On the other hand, COX inhibitors have less appreciable therapeutic benefits in patients with established psoriasis and advanced rheumatoid arthritis in human patients. There are several plausible reasons. A PG-mediated process might be critical in triggering pathogenic T_H17 cell generation but not so in advanced stage of diseases that might be regulated dominantly by established T_H17 cells. Another reason might be the fact that PGs cause immune inflammation not by acting alone but by working with cytokines and boosting and modifying their actions. Therefore, COX inhibitors might exert therapeutic benefits more effectively when combined with anticytokine drugs and lessen the dose of the latter. Finally, COX inhibitors might divert arachidonate metabolism to leukotriene. Recent studies suggest that leukotrienes facilitate maturation and migration of T_H17 cells.^{70, 71} Further studies need to be conducted to unravel these issues.
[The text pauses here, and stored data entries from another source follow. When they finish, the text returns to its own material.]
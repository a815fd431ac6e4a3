//! Hex string helpers, and the bits-to-enum conversion shared by the PDU field decoders.
use std::fmt;
use num::FromPrimitive;
use crate::errors::{PduResult, PduError};

/// Reverses the order of the octets (2-digit groups) in a hex string.
///
/// ```
/// assert_eq!(smspdu::reverse_octets("00F1F2F3"), "F3F2F100");
/// ```
///
/// The input must have an even length; this is not checked.
pub fn reverse_octets(data: &str) -> String {
    data.as_bytes()
        .chunks(2)
        .rev()
        .flat_map(|x| x.iter().map(|&c| c as char))
        .collect()
}
/// Swaps the two nibbles (semi-octets) of each octet in a hex string, keeping the octets in
/// order.
///
/// ```
/// assert_eq!(smspdu::swap_nibbles("0123"), "1032");
/// ```
///
/// The input must have an even length; this is not checked.
pub fn swap_nibbles(data: &str) -> String {
    let mut ret = String::with_capacity(data.len());
    for pair in data.as_bytes().chunks(2) {
        if let [hi, lo] = *pair {
            ret.push(lo as char);
            ret.push(hi as char);
        }
    }
    ret
}
/// Wrapper that formats a byte slice as uppercase hex.
pub struct HexData<'a>(pub &'a [u8]);
impl<'a> fmt::Display for HexData<'a> {
    fn fmt(&self, f: &mut fmt::Formatter) -> fmt::Result {
       for b in self.0.iter() {
           write!(f, "{:02X}", b)?;
       }
       Ok(())
    }
}
impl<'a> HexData<'a> {
    /// Parse a hex string (of either case) into bytes.
    pub fn decode(data: &str) -> PduResult<Vec<u8>> {
        check_hex(data)?;
        Ok(data.as_bytes()
            .chunks(2)
            .map(|x| (hex_value(x[0]) << 4) | hex_value(x[1]))
            .collect())
    }
}
/// Check that `data` is an even-length string of hex digits.
pub(crate) fn check_hex(data: &str) -> PduResult<()> {
    check_hex_digits(data)?;
    if data.len() % 2 != 0 {
        return Err(PduError::malformed(data.len(), "hex string has an odd length"));
    }
    Ok(())
}
/// Check that `data` consists only of hex digits.
pub(crate) fn check_hex_digits(data: &str) -> PduResult<()> {
    match data.bytes().position(|c| !c.is_ascii_hexdigit()) {
        Some(pos) => Err(PduError::malformed(pos, "invalid hex digit")),
        None => Ok(())
    }
}
/// Value of a single (already validated) hex digit.
pub(crate) fn hex_value(c: u8) -> u8 {
    match c {
        b'0'..=b'9' => c - b'0',
        b'a'..=b'f' => c - b'a' + 10,
        b'A'..=b'F' => c - b'A' + 10,
        _ => 0
    }
}
/// Conversion from a masked bit pattern to one of our `#[repr(u8)]` enums, failing with a
/// `Validation` error if the pattern isn't one of the defined values.
pub trait PduFromPrimitive where Self: Sized {
    fn from_bits(bits: u8, what: &'static str) -> PduResult<Self>;
}
impl<T> PduFromPrimitive for T where T: FromPrimitive {
    fn from_bits(bits: u8, what: &'static str) -> PduResult<T> {
        if let Some(s) = T::from_u8(bits) {
            Ok(s)
        }
        else {
            Err(PduError::Validation(format!("invalid {} bits: {:#010b}", what, bits)))
        }
    }
}
#[cfg(test)]
mod test {
    use super::*;
    #[test]
    fn reverse() {
        assert_eq!(reverse_octets("00F1F2F3"), "F3F2F100");
        assert_eq!(reverse_octets(""), "");
        assert_eq!(reverse_octets(&reverse_octets("C8F71D14")), "C8F71D14");
    }
    #[test]
    fn swap() {
        assert_eq!(swap_nibbles("0123"), "1032");
        assert_eq!(swap_nibbles("5155214365F7"), "15551234567F");
        assert_eq!(swap_nibbles(&swap_nibbles("5155214365F7")), "5155214365F7");
    }
    #[test]
    fn hex_data() {
        assert_eq!(HexData::decode("00fF1a").unwrap(), vec![0x00, 0xFF, 0x1A]);
        assert_eq!(HexData(&[0x00, 0xFF, 0x1A]).to_string(), "00FF1A");
        assert!(HexData::decode("ABC").unwrap_err().is_malformed_input());
        assert_eq!(HexData::decode("00G0").unwrap_err(),
                   PduError::MalformedInput { offset: 2, reason: "invalid hex digit" });
    }
}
Another topic to be discussed on use of PGE₂ in patients with psoriasis is its facilitative action in UV irradiation therapy, which at a glance contradicts our present findings on the facilitative action of PGE₂ on T_H17 pathogenicity. UVB irradiation is an effective therapeutic treatment of psoriasis by inducing immunosuppression.⁷² We previously showed that UVB induces PGE₂ in the epidermis and PGE₂-EP4 signaling mediates systemic immunosuppression through upregulation of receptor activator of NF-κB ligand in keratinocytes and inducing regulatory T cells.⁷³ Thus the PGE₂-EP4 signaling in this case facilitates immunosuppression and not immune activation. One point is that UVB does not penetrate to the dermis and the events it causes are within the epidermis, whereas IL-23–induced inflammatory events occur in the dermis. Another point is a difference in context, UVB irradiation in the UV therapy and IL-23 in psoriatic inflammation. PGE₂ alone does not induce either effect but functions directionally dependent on the context.
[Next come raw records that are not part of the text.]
fn lookup_standard(septet: u8) -> Option<char> {
    GSM_ENCODING_TABLE.iter()
        .find(|&&(_, val)| val == septet)
        .map(|&(ch, _)| ch)
}
fn lookup_extended(septet: u8) -> Option<char> {
    GSM_EXTENDED_ENCODING_TABLE.iter()
        .find(|&&(_, val)| val == septet)
        .map(|&(ch, _)| ch)
}
/// Decode a buffer of **unpacked** septets into a string.
///
/// An escape septet selects the extension table for the septet after it; if that septet has no
/// extension table entry, a space is produced instead. A trailing escape produces nothing.
pub fn gsm_decode_string(input: &[u8]) -> String {
    let mut ret = String::with_capacity(input.len());
    let mut iter = input.iter();
    while let Some(&b) = iter.next() {
        match b {
            b'A' ..= b'Z' | b'a' ..= b'z' | b'0' ..= b'9' => {
                ret.push(b as char);
            },
            GSM_ESCAPE => {
                if let Some(&ext) = iter.next() {
                    ret.push(lookup_extended(ext).unwrap_or(' '));
                }
            },
            b => {
                if let Some(ch) = lookup_standard(b) {
                    ret.push(ch);
                }
            }
        }
    }
    ret
}
/// Tries to encode a character into the given destination buffer, returning `true` if the
/// character was successfully encoded, and `false` if the character cannot be represented in the
/// GSM 7-bit encoding.
pub fn try_gsm_encode_char(b: char, dest: &mut Vec<u8>) -> bool {
    match b {
        'A' ..= 'Z' | 'a' ..= 'z' | '0' ..= '9' => {
            dest.push(b as u8);
            return true;
        },
        b => {
            for &(ch, val) in GSM_ENCODING_TABLE.iter() {
                if b == ch {
                    dest.push(val);
                    return true;
                }
            }
            for &(ch, val) in GSM_EXTENDED_ENCODING_TABLE.iter() {
                if b == ch {
                    dest.push(GSM_ESCAPE);
                    dest.push(val);
                    return true;
                }
            }
        }
    }
    false
}
/// Encode a string as GSM 7-bit, returning a buffer of **unpacked** septets.
///
/// Fails with `PduError::Encoding` on the first character that's in neither the standard nor
/// the extension table.
pub fn gsm_encode_string(input: &str) -> PduResult<Vec<u8>> {
    let mut ret = Vec::with_capacity(input.len());
    for c in input.chars() {
        if !try_gsm_encode_char(c, &mut ret) {
            return Err(PduError::Encoding(c));
        }
    }
    Ok(ret)
}
/// Pack septets into octets, 8 septets to 7 octets, each octet filled from its low bits.
///
/// Any bits left over in the last octet are zero.
pub fn pack_septets(septets: &[u8]) -> Vec<u8> {
    let mut ret = Vec::with_capacity((septets.len() * 7 + 7) / 8);
    let mut acc: u16 = 0;
    // Number of bits in `acc` not yet written out.
    let mut bits = 0;
    for s in septets.iter() {
        acc |= ((*s & 0b0111_1111) as u16) << bits;
        bits += 7;
        if bits >= 8 {
            ret.push(acc as u8);
            acc >>= 8;
            bits -= 8;
        }
    }
    if bits > 0 {
        ret.push(acc as u8);
    }
    ret
}
/// Unpack octets into septets. `n` octets always yield `(n * 8) / 7` septets; any leftover
/// high bits in the last octet are dropped.
pub fn unpack_septets(octets: &[u8]) -> Vec<u8> {
    let mut ret = Vec::with_capacity(octets.len() * 8 / 7);
    let mut acc: u16 = 0;
    let mut bits = 0;
    for b in octets.iter() {
        acc |= (*b as u16) << bits;
        bits += 8;
        while bits >= 7 {
            ret.push((acc & 0b0111_1111) as u8);
            acc >>= 7;
            bits -= 7;
        }
    }
    ret
}
/// Decode a hex string of packed GSM 7-bit data.
///
/// With `strip_padding`, a single trailing carriage return is dropped if the data held a
/// multiple of 8 septets (i.e. it's the padding `encode_gsm7` adds to fill the last octet).
///
/// ```
/// assert_eq!(smspdu::decode_gsm7("C8F71D14969741F977FD07", false).unwrap(), "How are you?");
/// ```
pub fn decode_gsm7(hex: &str, strip_padding: bool) -> PduResult<String> {
    let septets = unpack_septets(&HexData::decode(hex)?);
    let mut ret = gsm_decode_string(&septets);
    if strip_padding && septets.len() % 8 == 0 && ret.ends_with('\r') {
        ret.pop();
    }
    Ok(ret)
}
/// Encode text as a hex string of packed GSM 7-bit data.
///
/// With `with_padding`, a carriage return is appended when the message would otherwise leave 7
/// spare zero bits at the end of the last octet (which a receiver would read as a trailing `@`),
/// and when the message fills a whole number of octets and already ends with a carriage return
/// (so the receiver doesn't strip the real one as padding).
///
/// ```
/// assert_eq!(smspdu::encode_gsm7("hello", false).unwrap(), "E8329BFD06");
/// ```
pub fn encode_gsm7(text: &str, with_padding: bool) -> PduResult<String> {
    let mut septets = gsm_encode_string(text)?;
    if with_padding {
        if !septets.is_empty() && septets.len() % 8 == 0 && text.ends_with('\r') {
            septets.push(GSM_CR);
        }
        if septets.len() % 8 == 7 {
            septets.push(GSM_CR);
        }
    }
    Ok(HexData(&pack_septets(&septets)).to_string())
}
/// Decode big-endian UTF-16 bytes.
pub fn ucs2_decode_bytes(bytes: &[u8]) -> PduResult<String> {
    UTF_16BE.decode(bytes, DecoderTrap::Strict)
        .map_err(|_| PduError::malformed(0, "invalid UCS2 data"))
}
/// Encode text as big-endian UTF-16 bytes.
pub fn ucs2_encode_bytes(text: &str) -> PduResult<Vec<u8>> {
    UTF_16BE.encode(text, EncoderTrap::Strict)
        .map_err(|e| PduError::Validation(format!("can't encode text as UCS2: {}", e)))
}
/// Decode a hex string of UCS2 (big-endian UTF-16) data.
///
/// ```
/// assert_eq!(smspdu::decode_ucs2("004C006F00720065006D00200049007000730075006D").unwrap(), "Lorem Ipsum");
/// ```
pub fn decode_ucs2(hex: &str) -> PduResult<String> {
    ucs2_decode_bytes(&HexData::decode(hex)?)
}
/// Encode text as a hex string of UCS2 (big-endian UTF-16) data.
pub fn encode_ucs2(text: &str) -> PduResult<String> {
    Ok(HexData(&ucs2_encode_bytes(text)?).to_string())
}
fn ends_mid_escape(septets: &[u8]) -> bool {
    let mut i = 0;
    while i < septets.len() {
        if septets[i] == GSM_ESCAPE {
            if i + 1 == septets.len() {
                return true;
            }
            i += 2;
        }
        else {
            i += 1;
        }
    }
    false
}
fn ends_mid_surrogate(ucs2: &[u8]) -> bool {
    match *ucs2 {
        [.., hi, _] => (0xD8..=0xDB).contains(&hi),
        _ => false
    }
}
fn split_buffers<F>(buf: &[u8], max_len: usize, step: usize, would_tear: F) -> Vec<&[u8]>
    where F: Fn(&[u8]) -> bool {
    let mut ret = vec![];
    let mut cbuf = buf;
    while max_len < cbuf.len() {
        let mut split = max_len;
        if would_tear(&cbuf[..split]) {
            split -= step;
        }
        let (part, rest) = cbuf.split_at(split);
        ret.push(part);
        cbuf = rest;
    }
    ret.push(cbuf);
    ret
}
/// Work out how to send `msg`: in which encoding, and whether it has to be split up into
/// several concatenated parts (in which case more than one string is returned, in order).
///
/// GSM 7-bit is used if every character is representable in it, UCS2 otherwise. Parts are
/// never split in the middle of an escape sequence or a UTF-16 surrogate pair.
pub fn split_message(msg: &str) -> PduResult<(MessageEncoding, Vec<String>)> {
    match gsm_encode_string(msg) {
        Ok(buf) => {
            if buf.len() <= MAX_SEPTETS {
                return Ok((MessageEncoding::Gsm7Bit, vec![msg.to_owned()]));
            }
            let parts = split_buffers(&buf, MAX_SEPTETS_CONCATENATED, 1, ends_mid_escape)
                .into_iter()
                .map(gsm_decode_string)
                .collect();
            Ok((MessageEncoding::Gsm7Bit, parts))
        },
        Err(e) => {
            debug!("falling back to UCS2: {}", e);
            let buf = ucs2_encode_bytes(msg)?;
            if buf.len() <= MAX_UCS2_OCTETS {
                return Ok((MessageEncoding::Ucs2, vec![msg.to_owned()]));
            }
            let parts = split_buffers(&buf, MAX_UCS2_OCTETS_CONCATENATED, 2, ends_mid_surrogate)
                .into_iter()
                .map(ucs2_decode_bytes)
                .collect::<PduResult<_>>()?;
            Ok((MessageEncoding::Ucs2, parts))
        }
    }
}
#[cfg(test)]
mod test {
    use super::*;

    #[test]
    fn decode_literals() {
        assert_eq!(decode_gsm7("C8F71D14969741F977FD07", false).unwrap(), "How are you?");
        assert_eq!(decode_gsm7("32D0A60C8287E5A0F63B3D07", false).unwrap(), "2 € par mois");
        assert_eq!(decode_gsm7("E8329BFD06", false).unwrap(), "hello");
        assert_eq!(decode_gsm7("1B5E0CB6296F7C", false).unwrap(), "[10€]");
        assert_eq!(decode_gsm7("", false).unwrap(), "");
    }
    #[test]
    fn encode_literals() {
        assert_eq!(encode_gsm7("hello", false).unwrap(), "E8329BFD06");
        assert_eq!(encode_gsm7("hellohello", false).unwrap(), "E8329BFD4697D9EC37");
        assert_eq!(encode_gsm7("12345678", false).unwrap(), "31D98C56B3DD70");
        assert_eq!(encode_gsm7("[10€]", false).unwrap(), "1B5E0CB6296F7C");
        assert_eq!(encode_gsm7("2 € par mois", false).unwrap(), "32D0A60C8287E5A0F63B3D07");
        assert_eq!(encode_gsm7("", false).unwrap(), "");
    }
    #[test]
    fn long_message() {
        let decoded = "Lorem ipsum dolor sit amet, consectetur adipiscing elit, \
                       sed do eiusmod tempor incididunt ut labore et dolore magna aliqua.";
        let encoded = "CCB7BCDC06A5E1F37A1B447EB3DF72D03C4D0785DB653A0B347EBBE7E531BD4CAFCB4161\
                       721A9E9E8FD3EE33A8CC4ED359A079990C22BF41E5747DDE7E9341F4721BFE9683D2EE71\
                       9A9C26D7DD74509D0E6287C56F791954A683C86FF65B5E06B5C36777181466A7E3F5B00B";
        assert_eq!(encode_gsm7(decoded, false).unwrap(), encoded);
        assert_eq!(decode_gsm7(encoded, false).unwrap(), decoded);
    }
    #[test]
    fn padding_with_extension_chars() {
        // 9 septets: no padding rule applies
        assert_eq!(encode_gsm7("123456€\r", true).unwrap(), "31D98C56B36DCA0D");
        assert_eq!(encode_gsm7("12345678\r", true).unwrap(), "31D98C56B3DD700D");
        // 7 septets, the last of which is already a CR: one more CR still goes on the end
        assert_eq!(encode_gsm7("1115€\r", true).unwrap(), "B158ACB629371A");
        assert_eq!(encode_gsm7("*115*5\r", true).unwrap(), "AA58ACA6AA351A");
    }
    #[test]
    fn padding_8n_plus_7() {
        assert_eq!(encode_gsm7("1234567", true).unwrap(), "31D98C56B3DD1A");
        assert_eq!(encode_gsm7("0123456789ABCDE", true).unwrap(), "B0986C46ABD96EB85C503824161B");
        // exactly one padding septet: 8 septets pack into 7 octets, 16 into 14
        assert_eq!(encode_gsm7("1234567", true).unwrap().len(), 14);
        assert_eq!(encode_gsm7("0123456789ABCDE", true).unwrap().len(), 28);
        assert_eq!(decode_gsm7("31D98C56B3DD1A", true).unwrap(), "1234567");
        assert_eq!(decode_gsm7("B0986C46ABD96EB85C503824161B", true).unwrap(), "0123456789ABCDE");
        // without padding, the spare bits come out as an '@'
        assert_eq!(encode_gsm7("1234567", false).unwrap(), "31D98C56B3DD00");
        assert_eq!(decode_gsm7("31D98C56B3DD00", false).unwrap(), "1234567@");
    }
    #[test]
    fn padding_8n() {
        // 8 septets not ending in CR: left alone
        assert_eq!(encode_gsm7("12345678", true).unwrap(), "31D98C56B3DD70");
        // 8 septets ending in CR: the CR is doubled
        assert_eq!(encode_gsm7("1234567\r", true).unwrap(), "31D98C56B3DD1A0D");
        assert_eq!(decode_gsm7("31D98C56B3DD1A0D", true).unwrap(), "1234567\r\r");
        // stripping only happens on a multiple of 8 septets
        assert_eq!(decode_gsm7("31D98C56B3DD1A", false).unwrap(), "1234567\r");
        assert_eq!(decode_gsm7("31D98C56B3DD1A", true).unwrap(), "1234567");
        assert_eq!(decode_gsm7("31D98C56B3DD700D", true).unwrap(), "12345678\r");
    }
    #[test]
    fn escapes() {
        // escape followed by something not in the extension table
        assert_eq!(gsm_decode_string(&[b'a', GSM_ESCAPE, 0x41, b'b']), "a b");
        // trailing escape
        assert_eq!(gsm_decode_string(&[b'a', GSM_ESCAPE]), "a");
        assert_eq!(gsm_encode_string("{\u{000C}}").unwrap(),
                   vec![GSM_ESCAPE, 0x28, GSM_ESCAPE, 0x0A, GSM_ESCAPE, 0x29]);
        assert_eq!(gsm_decode_string(&[GSM_ESCAPE, 0x28, GSM_ESCAPE, 0x0A, GSM_ESCAPE, 0x29]),
                   "{\u{000C}}");
    }
    #[test]
    fn unencodable() {
        assert_eq!(encode_gsm7("hi 中", false).unwrap_err(), PduError::Encoding('中'));
        assert!(encode_gsm7("\u{1B}", false).unwrap_err().is_encoding());
    }
    #[test]
    fn septet_packing() {
        assert_eq!(pack_septets(&[]), Vec::<u8>::new());
        assert_eq!(pack_septets(&[0x68]), vec![0x68]);
        assert_eq!(unpack_septets(&[0x68]), vec![0x68]);
        assert_eq!(unpack_septets(&[0xE8, 0x32, 0x9B, 0xFD, 0x06]),
                   vec![0x68, 0x65, 0x6C, 0x6C, 0x6F]);
        let septets = (0..16).map(|x| x * 7).collect::<Vec<u8>>();
        assert_eq!(unpack_septets(&pack_septets(&septets)), septets);
    }
    #[test]
    fn ucs2() {
        assert_eq!(decode_ucs2("004C006F00720065006D00200049007000730075006D").unwrap(), "Lorem Ipsum");
        assert_eq!(encode_ucs2("Je pompe donc je suis.").unwrap(),
                   "004A006500200070006F006D0070006500200064006F006E00630020006A006500200073007500690073002E");
        assert_eq!(encode_ucs2("😀").unwrap(), "D83DDE00");
        assert_eq!(decode_ucs2("D83DDE00").unwrap(), "😀");
        assert!(decode_ucs2("004C00").unwrap_err().is_malformed_input());
        assert!(decode_ucs2("D83D").unwrap_err().is_malformed_input());
    }
    #[test]
    fn split_short() {
        let (enc, parts) = split_message("hello").unwrap();
        assert_eq!(enc, MessageEncoding::Gsm7Bit);
        assert_eq!(parts, vec!["hello".to_owned()]);
        let (enc, parts) = split_message("привет").unwrap();
        assert_eq!(enc, MessageEncoding::Ucs2);
        assert_eq!(parts.len(), 1);
    }
    #[test]
    fn split_long_gsm() {
        let msg = "a".repeat(160);
        assert_eq!(split_message(&msg).unwrap().1.len(), 1);
        let msg = "a".repeat(161);
        let (_, parts) = split_message(&msg).unwrap();
        assert_eq!(parts.len(), 2);
        assert_eq!(parts[0].len(), 153);
        assert_eq!(parts[1].len(), 8);
        // a euro sign straddling the 153-septet boundary stays in one piece
        let msg = format!("{}€{}", "a".repeat(152), "b".repeat(20));
        let (_, parts) = split_message(&msg).unwrap();
        assert_eq!(parts[0], "a".repeat(152));
        assert_eq!(parts[1], format!("€{}", "b".repeat(20)));
        assert_eq!(parts.concat(), msg);
    }
    #[test]
    fn split_long_ucs2() {
        let msg = "д".repeat(71);
        let (enc, parts) = split_message(&msg).unwrap();
        assert_eq!(enc, MessageEncoding::Ucs2);
        assert_eq!(parts.len(), 2);
        assert_eq!(parts[0].chars().count(), 67);
        // a surrogate pair straddling the 134-octet boundary stays in one piece
        let msg = format!("{}😀{}", "д".repeat(66), "д".repeat(10));
        let (_, parts) = split_message(&msg).unwrap();
        assert_eq!(parts[0], "д".repeat(66));
        assert_eq!(parts.concat(), msg);
    }
}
Finally, we examined the relevance of our findings to human disease by analyzing biopsy samples from patients with psoriasis. Psoriatic lesional skin overexpressed not only T_H17 signature genes, including IL23A, IL12B, IL23R, IL17A, IL17F, IL22, STAT3, and NFKB1, but also those involved in PGE₂ biosynthesis and function, such as PTGS2, PTGES, PTGES2, and PTGER4. Expression of T_H17 signature genes shows positive correlation with PTGES, PTGES2, and PTGER4 and negative correlation with HPGD and the anti–IL-23 therapy downregulated expression of not only genes in the IL-23/IL-17 pathway (eg, IL23A, IL23R, and IL17A) but also those in PGE₂ synthesis, suggesting that these 2 are functionally linked. These findings together with the finding by Kofler et al⁷⁴ that EP2 is expressed in T_H17 cells from patients with multiple sclerosis and that forced expression of EP2 in healthy T_H17 cells triggers expression of pathogenic genes indicate that T cell–intrinsic EP2/EP4 signaling is critical in IL-23–driven T_H17 cell pathogenesis also in human subjects and support a view that the combined inhibition of EP2 and EP4 is of value in therapeutic intervention of various T_H17-mediated diseases.

Key messages.

• •IL-23 triggers T cell–intrinsic PGE₂-EP2/EP4 signaling that is critical in T_H17 cell–mediated immune pathogenesis.
• •PGE₂-EP2/EP4 signaling functions synergistically with IL-23 and not only amplifies Il23r expression but also induces a unique pathogenic gene expression signature by activating STAT3, CREB1, and NF-κB.
• •This PGE₂ signaling can be a therapeutic target of T_H17 cell–mediated diseases because combined blockade of EP2 and EP4 suppresses IL-23–induced pathogenic T_H17 cell generation and consequent psoriatic skin inflammation.